Saturday, April 25, 2009

PTSD: POST TRAUMATIC STRESS DISORDER

PTSD (Post-Traumatic Stress Disorder) is defined by NIMH (National Institute for Mental Health) as: An anxiety disorder that can develop after exposure to a terrifying event or ordeal in which grave physical harm occurred or was threatened. Traumatic events that may trigger PTSD include violent personal assaults, natural or human-caused disasters, accidents, or military combat.
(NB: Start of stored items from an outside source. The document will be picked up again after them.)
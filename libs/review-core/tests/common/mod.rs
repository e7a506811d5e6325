//! Shared fixtures for review-core integration tests.

#![allow(dead_code)]

use chrono::{DateTime, Utc};
use review_core::{
    KeyValueStore, MemoryStore, NamespacedProfiles, SchedulerConfig, UnifiedSpacedRepetition,
};

pub const NAMESPACE: &str = "vocab";
pub const NOW_MS: i64 = 1_700_000_000_000;

pub type TestScheduler = UnifiedSpacedRepetition<MemoryStore, NamespacedProfiles>;

pub fn fixed_now() -> DateTime<Utc> {
    DateTime::from_timestamp_millis(NOW_MS).expect("valid timestamp")
}

/// Scheduler over `medium` with profile "anna" active and a frozen clock.
pub fn scheduler_with(medium: MemoryStore) -> TestScheduler {
    UnifiedSpacedRepetition::new(
        medium,
        NamespacedProfiles::new(NAMESPACE, "anna"),
        SchedulerConfig::default(),
    )
    .with_clock(fixed_now)
}

pub fn scheduler() -> TestScheduler {
    scheduler_with(MemoryStore::new())
}

/// Medium pre-seeded with raw values.
pub fn seeded(entries: &[(&str, &str)]) -> MemoryStore {
    let mut medium = MemoryStore::new();
    for (key, value) in entries {
        medium.set(key, value).expect("seed write");
    }
    medium
}

pub fn legacy_record(ease: f64, repetitions: u32, interval: u32, streak: u32) -> String {
    serde_json::json!({
        "easinessFactor": ease,
        "repetitions": repetitions,
        "interval": interval,
        "streak": streak,
        "nextReviewDate": "2023-11-01T00:00:00.000Z",
        "lastReviewDate": "2023-10-22T00:00:00.000Z",
        "totalReviews": 6,
        "correctAnswers": 5
    })
    .to_string()
}
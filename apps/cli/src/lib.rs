pub mod commands;
pub mod config;
pub mod db;

use anyhow::Context;
use clap::Parser;
use review_core::{NamespacedProfiles, UnifiedSpacedRepetition};
use std::path::PathBuf;
use tracing_subscriber::{layer::SubscriberExt, util::SubscriberInitExt};

use crate::commands::Command;
use crate::config::Config;
use crate::db::SqliteStore;

pub type Scheduler = UnifiedSpacedRepetition<SqliteStore, NamespacedProfiles>;

/// Spaced repetition reviews for vocabulary, stored in a local SQLite file.
#[derive(Debug, Parser)]
#[command(name = "review", version)]
pub struct Cli {
    /// Database file (overrides REVIEW_DB_PATH)
    #[arg(long, global = true, value_name = "PATH")]
    pub db: Option<PathBuf>,

    /// Learner profile (overrides REVIEW_PROFILE)
    #[arg(long, short, global = true)]
    pub profile: Option<String>,

    #[command(subcommand)]
    pub command: Command,
}

/// Build a scheduler over the configured database.
pub fn open_scheduler(config: &Config) -> anyhow::Result<Scheduler> {
    if let Some(parent) = config.db_path.parent() {
        std::fs::create_dir_all(parent)
            .with_context(|| format!("creating {}", parent.display()))?;
    }

    let store = SqliteStore::open(&config.db_path)
        .with_context(|| format!("opening {}", config.db_path.display()))?;
    let profiles = NamespacedProfiles::new(config.namespace.clone(), config.profile.clone());
    Ok(UnifiedSpacedRepetition::new(store, profiles, config.scheduler_config()))
}

pub fn run() -> anyhow::Result<()> {
    dotenvy::dotenv().ok();

    tracing_subscriber::registry()
        .with(tracing_subscriber::EnvFilter::new(
            std::env::var("RUST_LOG").unwrap_or_else(|_| "info".into()),
        ))
        .with(tracing_subscriber::fmt::layer().with_writer(std::io::stderr))
        .init();

    let cli = Cli::parse();
    let mut config = Config::from_env()?;
    if let Some(db) = cli.db {
        config.db_path = db;
    }
    if let Some(profile) = cli.profile {
        config.profile = profile;
    }

    tracing::info!(
        db = %config.db_path.display(),
        profile = %config.profile,
        "opening review store"
    );
    let mut scheduler = open_scheduler(&config)?;

    let output = commands::execute(&mut scheduler, cli.command)?;
    println!("{output}");
    Ok(())
}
Medline writes: "Posttraumatic stress disorder (PTSD) is a highly disabling condition that is associated with intrusive recollections of a traumatic event, hyperarousal, avoidance of clues associated with the trauma, and psychological numbing. The field of neuroimaging has made tremendous advances in the past decade and has contributed greatly to our understanding of the physiology of fear and the pathophysiology of PTSD. Neuroimaging studies have demonstrated significant neurobiologic changes in PTSD. There appear to be 3 areas of the brain that are different in patients with PTSD compared with those in control subjects: the hippocampus, the amygdala, and the medial frontal cortex. The amygdala appears to be hyperreactive to trauma-related stimuli. The hallmark symptoms of PTSD, including exaggerated startle response and flashbacks, may be related to a failure of higher brain regions (i.e., the hippocampus and the medial frontal cortex) to dampen the exaggerated symptoms of arousal and distress that are mediated through the amygdala in response to reminders of the traumatic event. The findings of structural and functional neuroimaging studies of PTSD are reviewed as they relate to our current understanding of the pathophysiology of this disorder."

Having seen PTSD patients clinically, it has struck me that people are being treated much as a 'one size fits all'. Admittedly, I may not current with all the therapies being used but I have not heard that all patients are given brain imaging to find the extent of their brain changes through time. Nor am I aware that treatment programs are different as relates to the extent of those brain changes. It makes me question whether a Korean War or Viet Nam War veteran will have more brain change than a more recent veteran of Iraq, for example. Obviously there are physical and chemical brain changes that stress imposes on one's body. Stress hormones wreak their own havoc. The length of time they work on a brain and body must influence the degree of damage which is evidenced both physically and psychologically. Working with someone who has suffered the trauma many years ago is impressive in that logic plays little importance in the thought content of their view of the world and relationships around them. Assuming the singular, trauma, is even accurate. What about those individuals who suffered repeated traumas, many of different kinds of assaults, for years?

Much effort is being put into researching PTSD, especially since it is now being recognized in troops returning from the Middle East. We must not forget that years of incest or domestic physical or emotional abuse can produce all the same symptoms. It is a concern of mine that research is not focusing (at least that I am aware of) on the difference in treatment responses in those who are fairly new to PTSD versus those for whom it has been part of most their lives and resulted brain change. In treating patients, I have often seen that they cannot retain images or explanations that are different than those they have held for years. Their seriously damaged self-images, wounded egos and sense of worth, their feeling responsible for all that befell them, their total acceptance that nothing can change how feel, is all encompassing. Medication, psychotherapy, cognitive behavior therapy, patience, and new and positive life experiences are only part of the some of the treatments.

If I were given a single wish, it might be to see that PTSD research address the differences in PTSD patients...the length of suffering post-trauma, the nature of the trauma and its being taken as a reflection of some fault of the patient, the brain and hormonal changes, levels of neurotransmitters, memory loss (as well as repression and denial), coping mechanisms, and so much more. I would want to know if there are differences reflected by gender difference since chemistry is such a variable between them.

In a perfect world, some of these questions would be answered. But, alas, the world is not yet perfect.